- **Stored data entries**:
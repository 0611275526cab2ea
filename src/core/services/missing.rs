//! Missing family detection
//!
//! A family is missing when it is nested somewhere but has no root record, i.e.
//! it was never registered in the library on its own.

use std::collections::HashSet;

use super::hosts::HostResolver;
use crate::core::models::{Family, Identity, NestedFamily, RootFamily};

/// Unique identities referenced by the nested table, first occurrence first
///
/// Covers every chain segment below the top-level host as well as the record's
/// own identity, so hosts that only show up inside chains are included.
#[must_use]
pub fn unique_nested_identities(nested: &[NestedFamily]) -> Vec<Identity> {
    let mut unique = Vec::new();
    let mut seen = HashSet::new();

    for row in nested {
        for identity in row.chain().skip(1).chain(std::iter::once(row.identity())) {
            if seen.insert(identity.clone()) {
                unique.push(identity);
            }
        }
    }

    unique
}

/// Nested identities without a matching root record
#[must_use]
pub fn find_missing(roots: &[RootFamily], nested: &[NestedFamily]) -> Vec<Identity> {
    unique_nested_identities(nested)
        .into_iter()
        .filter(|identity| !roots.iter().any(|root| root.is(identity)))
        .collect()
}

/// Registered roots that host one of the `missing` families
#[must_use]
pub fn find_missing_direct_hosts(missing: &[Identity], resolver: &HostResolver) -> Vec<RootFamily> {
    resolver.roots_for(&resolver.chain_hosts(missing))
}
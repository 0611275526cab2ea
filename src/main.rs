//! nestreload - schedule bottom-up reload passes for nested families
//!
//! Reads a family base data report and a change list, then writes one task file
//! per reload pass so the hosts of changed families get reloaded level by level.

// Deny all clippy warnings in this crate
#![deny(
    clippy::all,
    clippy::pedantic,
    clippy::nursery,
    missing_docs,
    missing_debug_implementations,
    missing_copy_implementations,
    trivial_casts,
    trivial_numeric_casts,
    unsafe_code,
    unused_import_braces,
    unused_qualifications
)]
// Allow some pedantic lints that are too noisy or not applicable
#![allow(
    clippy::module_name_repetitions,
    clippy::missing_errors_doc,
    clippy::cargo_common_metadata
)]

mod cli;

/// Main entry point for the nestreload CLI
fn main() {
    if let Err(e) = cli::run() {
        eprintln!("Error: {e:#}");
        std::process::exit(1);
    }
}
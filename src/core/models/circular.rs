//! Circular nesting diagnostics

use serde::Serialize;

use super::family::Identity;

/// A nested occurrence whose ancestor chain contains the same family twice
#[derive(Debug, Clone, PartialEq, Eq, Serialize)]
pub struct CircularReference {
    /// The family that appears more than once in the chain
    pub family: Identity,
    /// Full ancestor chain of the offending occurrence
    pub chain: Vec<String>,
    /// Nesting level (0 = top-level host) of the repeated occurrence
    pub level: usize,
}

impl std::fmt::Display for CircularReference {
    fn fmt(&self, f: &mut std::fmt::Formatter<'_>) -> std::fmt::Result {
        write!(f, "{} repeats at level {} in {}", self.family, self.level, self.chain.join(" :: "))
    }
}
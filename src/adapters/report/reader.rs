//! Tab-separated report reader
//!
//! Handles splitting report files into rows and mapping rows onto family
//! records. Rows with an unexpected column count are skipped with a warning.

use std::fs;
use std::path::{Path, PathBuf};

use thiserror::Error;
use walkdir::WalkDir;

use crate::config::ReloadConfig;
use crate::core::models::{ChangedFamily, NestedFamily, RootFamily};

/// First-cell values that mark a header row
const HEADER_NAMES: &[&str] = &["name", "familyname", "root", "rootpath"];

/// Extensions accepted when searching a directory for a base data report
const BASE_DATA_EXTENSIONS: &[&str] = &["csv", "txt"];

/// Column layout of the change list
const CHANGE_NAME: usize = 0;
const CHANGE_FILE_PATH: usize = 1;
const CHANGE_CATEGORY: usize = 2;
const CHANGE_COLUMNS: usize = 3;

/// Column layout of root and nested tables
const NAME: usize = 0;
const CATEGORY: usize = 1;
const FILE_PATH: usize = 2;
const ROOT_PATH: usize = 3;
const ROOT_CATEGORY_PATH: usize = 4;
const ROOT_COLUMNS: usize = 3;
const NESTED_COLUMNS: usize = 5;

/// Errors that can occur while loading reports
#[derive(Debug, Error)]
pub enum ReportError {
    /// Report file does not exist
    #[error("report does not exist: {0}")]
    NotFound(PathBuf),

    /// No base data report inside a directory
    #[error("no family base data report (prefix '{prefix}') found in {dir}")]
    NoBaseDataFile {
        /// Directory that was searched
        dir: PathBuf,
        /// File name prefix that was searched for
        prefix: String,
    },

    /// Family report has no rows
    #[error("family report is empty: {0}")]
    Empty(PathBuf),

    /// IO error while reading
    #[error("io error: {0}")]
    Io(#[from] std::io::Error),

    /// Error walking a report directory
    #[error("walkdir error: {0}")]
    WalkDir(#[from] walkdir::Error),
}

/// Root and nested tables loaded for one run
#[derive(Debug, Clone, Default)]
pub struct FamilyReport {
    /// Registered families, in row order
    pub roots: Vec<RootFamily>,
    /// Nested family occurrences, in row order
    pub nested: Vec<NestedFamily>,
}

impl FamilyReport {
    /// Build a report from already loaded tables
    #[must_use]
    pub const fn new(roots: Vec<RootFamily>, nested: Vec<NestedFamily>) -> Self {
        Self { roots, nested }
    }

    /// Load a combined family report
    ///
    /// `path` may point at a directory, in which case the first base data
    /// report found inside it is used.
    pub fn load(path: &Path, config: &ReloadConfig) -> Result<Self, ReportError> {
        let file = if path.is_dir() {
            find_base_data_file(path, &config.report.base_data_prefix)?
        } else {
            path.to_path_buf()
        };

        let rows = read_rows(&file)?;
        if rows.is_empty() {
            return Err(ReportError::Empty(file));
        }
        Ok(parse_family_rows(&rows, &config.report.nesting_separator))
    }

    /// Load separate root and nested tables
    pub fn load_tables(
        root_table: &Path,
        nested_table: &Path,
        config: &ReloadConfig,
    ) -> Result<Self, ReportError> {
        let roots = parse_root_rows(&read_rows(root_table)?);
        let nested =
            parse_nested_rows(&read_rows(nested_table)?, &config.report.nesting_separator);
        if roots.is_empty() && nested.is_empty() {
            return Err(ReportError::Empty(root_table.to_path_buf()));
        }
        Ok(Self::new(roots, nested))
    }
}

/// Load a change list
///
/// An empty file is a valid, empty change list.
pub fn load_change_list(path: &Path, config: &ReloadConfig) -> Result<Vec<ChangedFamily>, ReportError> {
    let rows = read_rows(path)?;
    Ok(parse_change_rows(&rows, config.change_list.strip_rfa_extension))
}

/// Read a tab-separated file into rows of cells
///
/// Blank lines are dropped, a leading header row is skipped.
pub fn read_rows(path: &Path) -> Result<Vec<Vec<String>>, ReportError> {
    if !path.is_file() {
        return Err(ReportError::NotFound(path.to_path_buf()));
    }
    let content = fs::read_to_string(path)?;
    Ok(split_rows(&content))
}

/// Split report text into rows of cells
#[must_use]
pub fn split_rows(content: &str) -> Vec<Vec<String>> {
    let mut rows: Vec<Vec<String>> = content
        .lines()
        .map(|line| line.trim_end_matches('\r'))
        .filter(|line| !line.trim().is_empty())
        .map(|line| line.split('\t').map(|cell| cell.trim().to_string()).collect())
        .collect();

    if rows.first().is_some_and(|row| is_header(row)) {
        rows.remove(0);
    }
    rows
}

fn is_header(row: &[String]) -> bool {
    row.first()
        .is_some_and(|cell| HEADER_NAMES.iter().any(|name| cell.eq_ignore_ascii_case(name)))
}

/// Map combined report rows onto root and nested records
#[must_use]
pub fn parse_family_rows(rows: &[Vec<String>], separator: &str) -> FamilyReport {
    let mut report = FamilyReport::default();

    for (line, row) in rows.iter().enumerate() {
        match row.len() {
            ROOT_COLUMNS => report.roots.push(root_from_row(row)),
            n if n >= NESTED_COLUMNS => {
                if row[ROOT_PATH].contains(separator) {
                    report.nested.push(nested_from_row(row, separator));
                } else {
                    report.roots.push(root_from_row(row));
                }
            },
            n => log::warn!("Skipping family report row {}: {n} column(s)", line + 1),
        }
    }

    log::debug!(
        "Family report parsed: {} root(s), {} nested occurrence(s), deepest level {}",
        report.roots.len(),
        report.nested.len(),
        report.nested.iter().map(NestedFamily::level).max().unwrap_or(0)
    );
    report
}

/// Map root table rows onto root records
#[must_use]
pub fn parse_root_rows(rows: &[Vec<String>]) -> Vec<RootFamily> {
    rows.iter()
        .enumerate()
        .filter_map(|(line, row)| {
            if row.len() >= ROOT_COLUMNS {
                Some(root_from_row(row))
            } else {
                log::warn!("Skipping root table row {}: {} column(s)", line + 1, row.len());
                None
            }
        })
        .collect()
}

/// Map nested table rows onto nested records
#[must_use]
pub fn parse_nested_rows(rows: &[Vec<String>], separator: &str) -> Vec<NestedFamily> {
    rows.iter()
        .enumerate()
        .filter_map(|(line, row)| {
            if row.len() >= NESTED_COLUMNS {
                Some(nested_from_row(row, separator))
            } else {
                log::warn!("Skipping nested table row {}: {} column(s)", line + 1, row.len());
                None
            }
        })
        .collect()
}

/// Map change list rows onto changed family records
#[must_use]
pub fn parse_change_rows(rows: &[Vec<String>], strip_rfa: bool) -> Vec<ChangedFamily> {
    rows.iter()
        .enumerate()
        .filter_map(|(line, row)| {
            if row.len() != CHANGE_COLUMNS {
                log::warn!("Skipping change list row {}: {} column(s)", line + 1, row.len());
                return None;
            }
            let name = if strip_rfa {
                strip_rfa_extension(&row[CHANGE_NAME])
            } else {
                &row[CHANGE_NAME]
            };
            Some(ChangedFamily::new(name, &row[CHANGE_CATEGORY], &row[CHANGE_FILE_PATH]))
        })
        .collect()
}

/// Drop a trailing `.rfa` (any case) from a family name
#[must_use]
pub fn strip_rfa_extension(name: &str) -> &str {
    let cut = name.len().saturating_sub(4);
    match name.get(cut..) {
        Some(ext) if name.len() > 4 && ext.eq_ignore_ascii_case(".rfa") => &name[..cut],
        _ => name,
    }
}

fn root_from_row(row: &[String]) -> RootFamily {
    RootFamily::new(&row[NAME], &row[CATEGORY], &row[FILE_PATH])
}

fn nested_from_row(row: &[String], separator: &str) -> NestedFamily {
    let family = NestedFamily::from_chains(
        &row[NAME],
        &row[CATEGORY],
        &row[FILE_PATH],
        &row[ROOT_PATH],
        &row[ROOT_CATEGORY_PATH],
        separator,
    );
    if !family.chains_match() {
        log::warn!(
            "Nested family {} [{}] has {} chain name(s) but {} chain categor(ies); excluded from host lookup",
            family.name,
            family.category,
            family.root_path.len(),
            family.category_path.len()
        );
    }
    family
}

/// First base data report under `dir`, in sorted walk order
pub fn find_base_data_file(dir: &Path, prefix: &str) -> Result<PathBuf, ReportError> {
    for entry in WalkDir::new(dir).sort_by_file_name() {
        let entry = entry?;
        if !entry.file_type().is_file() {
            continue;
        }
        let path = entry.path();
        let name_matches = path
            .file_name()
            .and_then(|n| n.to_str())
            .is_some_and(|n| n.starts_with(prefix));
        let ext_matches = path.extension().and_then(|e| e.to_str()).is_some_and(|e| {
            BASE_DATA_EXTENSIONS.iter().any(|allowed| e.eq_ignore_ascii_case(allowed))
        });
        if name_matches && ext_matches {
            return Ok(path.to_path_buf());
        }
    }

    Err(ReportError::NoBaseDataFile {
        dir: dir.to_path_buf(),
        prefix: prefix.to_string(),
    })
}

- **What you need to do**:
Read through the entries and copy every line that includes "usize".

- **Output**:
    pub level: usize,
const CHANGE_NAME: usize = 0;
const CHANGE_FILE_PATH: usize = 1;
const CHANGE_CATEGORY: usize = 2;
const CHANGE_COLUMNS: usize = 3;
const NAME: usize = 0;
const CATEGORY: usize = 1;
const FILE_PATH: usize = 2;
const ROOT_PATH: usize = 3;
const ROOT_CATEGORY_PATH: usize = 4;
const ROOT_COLUMNS: usize = 3;
const NESTED_COLUMNS: usize = 5;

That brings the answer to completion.